Augmentation alarmante des déplacements de population en République centrafricaine

Une flambée de violence a provoqué le déplacement de plus de 240 000 personnes en Centrafrique. La moitié des personnes déplacées sont rentrées chez elles ces dernières semaines, mais plus de 117 000 personnes restent déplacées à l'intérieur du pays. La plupart vivent dans des conditions déplorables dans la brousse qui entoure leurs villages, dans la crainte de nouvelles attaques. Des nouvelles vagues de déplacement sont enregistrées presque tous les jours, et rien ne présage leur fin.

Cette nouvelle vague de violence et de déplacements a commencé à la mi-décembre, avant les élections générales, et s'ajoute à des décennies de violence armée, exacerbée l'année dernière par la pandémie de Covid-19, ce qui a porté les besoins humanitaires en République centrafricaine à leur paroxysme. Si cette dernière offensive armée a été lancée à l'ouest du pays, les attaques et les déplacements se sont depuis répandus dans tout le pays, touchant également le centre et le sud-est, n'épargnant que quelques régions.

Des conditions de vie déplorables et des besoins humanitaires urgents

La plupart des personnes déplacées ont trouvé refuge dans les champs et les forêts proches de leurs villes, considérés plus sûrs. Certaines retournent chez elles pendant la journée pour récupérer des articles ménagers ou des effets personnels, ou à la recherche de nourriture et d'eau, pour ensuite retourner dans les champs pour la nuit. D'autres ont trouvé refuge dans des écoles, des églises, près des bases des casques bleus des Nations Unies ou dans des familles d'accueil. En plus des personnes déplacées à l'intérieur du pays, l'Agence des Nations Unies pour les réfugiés (HCR) rapporte qu'au 28 janvier 2021, 105 000 nouvelles personnes avaient fui vers les pays voisins, la majorité d'entre elles ayant franchi la frontière sud vers la République démocratique du Congo.

Compte tenu de la violence actuelle, la protection fait partie des besoins les plus urgents des personnes déplacées. Des cas de violences sexuelles contre les femmes et les filles et des problèmes liés à la protection de l'enfance, tels que les enfants non accompagnés et séparés, ainsi que le recrutement forcé, ont été signalés. Les premières évaluations humanitaires montrent en outre que la nourriture, les soins de santé primaires, l'eau et l'assainissement, les articles ménagers essentiels et les abris sont les besoins humanitaires les plus urgents. Même avant cette dernière crise de déplacement, un Centrafricain sur quatre, soit près de 1,3 million de personnes, était déplacé à l'intérieur du pays ou dans un pays voisins.

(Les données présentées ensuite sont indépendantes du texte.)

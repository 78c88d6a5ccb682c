//! In-memory registry of managed VyOS instances.

use std::collections::{BTreeSet, HashMap};
use std::sync::{PoisonError, RwLock, RwLockReadGuard, RwLockWriteGuard};

use chrono::Utc;

use crate::error::{CoreError, CoreResult};
use crate::models::{Endpoint, Instance, Liveness};
use crate::utils;

/// InstanceRegistry maps instance ids to their endpoint, version and liveness
pub struct InstanceRegistry {
    instances: RwLock<HashMap<String, Instance>>,
    supported: BTreeSet<String>,
}

impl InstanceRegistry {
    /// `supported` is the version set the mapper registry can render for
    pub fn new(supported: BTreeSet<String>) -> Self {
        Self {
            instances: RwLock::new(HashMap::new()),
            supported,
        }
    }

    fn read(&self) -> RwLockReadGuard<'_, HashMap<String, Instance>> {
        self.instances.read().unwrap_or_else(PoisonError::into_inner)
    }

    fn write(&self) -> RwLockWriteGuard<'_, HashMap<String, Instance>> {
        self.instances.write().unwrap_or_else(PoisonError::into_inner)
    }

    /// Register a new instance. Any version string is accepted; rendering
    /// for an unsupported one fails later with `UnsupportedVersion`.
    pub fn register(
        &self,
        id: impl Into<String>,
        endpoint: Endpoint,
        version: impl Into<String>,
    ) -> CoreResult<Instance> {
        let id = id.into();
        if id.trim().is_empty() || id.chars().any(char::is_whitespace) {
            return Err(CoreError::invalid(format!("invalid instance id '{}'", id)));
        }
        if !utils::is_valid_host(&endpoint.host) {
            return Err(CoreError::invalid(format!(
                "instance '{}' has invalid host '{}'",
                id, endpoint.host
            )));
        }

        let version = version.into();
        let mut instances = self.write();
        if instances.contains_key(&id) {
            return Err(CoreError::DuplicateInstance(id));
        }

        if !self.supported.contains(&version) {
            tracing::warn!(
                "Instance {} registered with unsupported VyOS version {}",
                id,
                version
            );
        }

        let now = Utc::now();
        let instance = Instance {
            id: id.clone(),
            endpoint,
            version,
            liveness: Liveness::Unknown,
            registered_at: now,
            updated_at: now,
        };
        instances.insert(id, instance.clone());
        tracing::info!(
            "Registered instance {} at {}:{} (VyOS {})",
            instance.id,
            instance.endpoint.host,
            instance.endpoint.port,
            instance.version
        );
        Ok(instance)
    }

    pub fn get(&self, id: &str) -> CoreResult<Instance> {
        self.read()
            .get(id)
            .cloned()
            .ok_or_else(|| CoreError::UnknownInstance(id.to_string()))
    }

    pub fn contains(&self, id: &str) -> bool {
        self.read().contains_key(id)
    }

    pub fn deregister(&self, id: &str) -> CoreResult<Instance> {
        let removed = self
            .write()
            .remove(id)
            .ok_or_else(|| CoreError::UnknownInstance(id.to_string()))?;
        tracing::info!("Deregistered instance {}", id);
        Ok(removed)
    }

    /// All instances, sorted by id
    pub fn list(&self) -> Vec<Instance> {
        let mut instances: Vec<Instance> = self.read().values().cloned().collect();
        instances.sort_by(|a, b| a.id.cmp(&b.id));
        instances
    }

    /// Record a detected version. Returns true when it changed.
    pub fn update_version(&self, id: &str, version: &str) -> CoreResult<bool> {
        let mut instances = self.write();
        let instance = instances
            .get_mut(id)
            .ok_or_else(|| CoreError::UnknownInstance(id.to_string()))?;
        if instance.version == version {
            return Ok(false);
        }
        tracing::info!(
            "Instance {} reports VyOS {} (was {})",
            id,
            version,
            instance.version
        );
        instance.version = version.to_string();
        instance.updated_at = Utc::now();
        Ok(true)
    }

    pub fn set_liveness(&self, id: &str, liveness: Liveness) -> CoreResult<()> {
        let mut instances = self.write();
        let instance = instances
            .get_mut(id)
            .ok_or_else(|| CoreError::UnknownInstance(id.to_string()))?;
        if instance.liveness != liveness {
            tracing::debug!("Instance {} is now {:?}", id, liveness);
            instance.liveness = liveness;
            instance.updated_at = Utc::now();
        }
        Ok(())
    }

    pub fn supported_versions(&self) -> &BTreeSet<String> {
        &self.supported
    }
}

#[cfg(test)]
mod tests {
    use super::*;

    fn registry() -> InstanceRegistry {
        InstanceRegistry::new(["1.3", "1.4", "1.5"].iter().map(|v| v.to_string()).collect())
    }

    fn endpoint() -> Endpoint {
        Endpoint::new("192.0.2.10", "vyos", "vyos")
    }

    #[test]
    fn test_register_and_get() {
        let reg = registry();
        let created = reg.register("r1", endpoint(), "1.4").unwrap();
        assert_eq!(created.liveness, Liveness::Unknown);

        let fetched = reg.get("r1").unwrap();
        assert_eq!(fetched.version, "1.4");
        assert_eq!(fetched.endpoint.host, "192.0.2.10");
    }

    #[test]
    fn test_duplicate_registration() {
        let reg = registry();
        reg.register("r1", endpoint(), "1.4").unwrap();
        assert_eq!(
            reg.register("r1", endpoint(), "1.5").unwrap_err(),
            CoreError::DuplicateInstance("r1".into())
        );
        assert_eq!(reg.get("r1").unwrap().version, "1.4");
    }

    #[test]
    fn test_unknown_instance() {
        let reg = registry();
        assert_eq!(
            reg.get("ghost").unwrap_err(),
            CoreError::UnknownInstance("ghost".into())
        );
        assert!(matches!(
            reg.deregister("ghost"),
            Err(CoreError::UnknownInstance(_))
        ));
    }

    #[test]
    fn test_unsupported_version_still_registers() {
        let reg = registry();
        reg.register("r9", endpoint(), "2.0").unwrap();
        assert_eq!(reg.get("r9").unwrap().version, "2.0");
        assert!(!reg.supported_versions().contains("2.0"));
    }

    #[test]
    fn test_deregister_then_reregister() {
        let reg = registry();
        reg.register("r1", endpoint(), "1.4").unwrap();
        reg.deregister("r1").unwrap();
        assert!(!reg.contains("r1"));
        reg.register("r1", endpoint(), "1.5").unwrap();
        assert_eq!(reg.get("r1").unwrap().version, "1.5");
    }

    #[test]
    fn test_update_version_and_liveness() {
        let reg = registry();
        reg.register("r1", endpoint(), "1.4").unwrap();
        assert!(!reg.update_version("r1", "1.4").unwrap());
        assert!(reg.update_version("r1", "1.5").unwrap());
        reg.set_liveness("r1", Liveness::Reachable).unwrap();

        let instance = reg.get("r1").unwrap();
        assert_eq!(instance.version, "1.5");
        assert_eq!(instance.liveness, Liveness::Reachable);
    }

    #[test]
    fn test_list_sorted_and_validation() {
        let reg = registry();
        reg.register("r2", endpoint(), "1.4").unwrap();
        reg.register("r1", endpoint(), "1.4").unwrap();
        let ids: Vec<String> = reg.list().into_iter().map(|i| i.id).collect();
        assert_eq!(ids, vec!["r1", "r2"]);

        assert!(matches!(
            reg.register("bad id", endpoint(), "1.4"),
            Err(CoreError::InvalidIntent(_))
        ));
    }
}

Sauver des vies dans des conditions les plus difficiles

Malgré l'insécurité croissante dans de nombreuses régions du pays, les partenaires humanitaires ont intensifié leurs efforts pour sauver des vies et fournir une aide d'urgence aux personnes déplacées et aux plus vulnérables. Ils soutiennent les hôpitaux avec des équipes médicales et des médicaments essentiels, approvisionnent les populations en eau potable, distribuent de la nourriture et construisent des latrines pour prévenir la propagation des maladies. Le contexte sécuritaire instable exige une grande flexibilité et disponibilité de la part des humanitaires.

Au début janvier, la perturbation de la route menant à Dékoa dans la préfecture centrale de la Kémo a été surmontée grâce à un hélicoptère et 2 000 familles déplacées par les attaques des groupes armés ont pu recevoir des comprimés de purification d'eau, des biscuits à haute teneur énergétique et des médicaments. Une évaluation rapide des besoins sous la direction du Bureau des Nations Unies pour la coordination des affaires humanitaires (OCHA) au cours de la même mission a servi de base à d'autres partenaires humanitaires qui ont intensifié la réponse à Dékoa dans les jours qui ont suivi. Le Programme alimentaire mondial (PAM) a fourni une aide alimentaire à plus de 10 000 familles, l'ONG Médecins d'Afrique a repris son soutien nutritionnel et Médecins du Monde a établi une présence à Dékoa pour favoriser l'accès aux soins de santé et aux services psychosociaux, ainsi que pour soutenir les survivantes de violences sexuelles et basées sur le genre, y compris les personnes déplacées les plus vulnérables à l'extérieur de la ville. En plus de Dékoa, les humanitaires ont atteint par hélicoptère trois autres zones difficiles d'accès depuis la mi-décembre -- Bouca, Batangafo et Dimbi -- afin de déployer des équipes d'évaluation rapide et de livrer des cargaisons humanitaires essentielles.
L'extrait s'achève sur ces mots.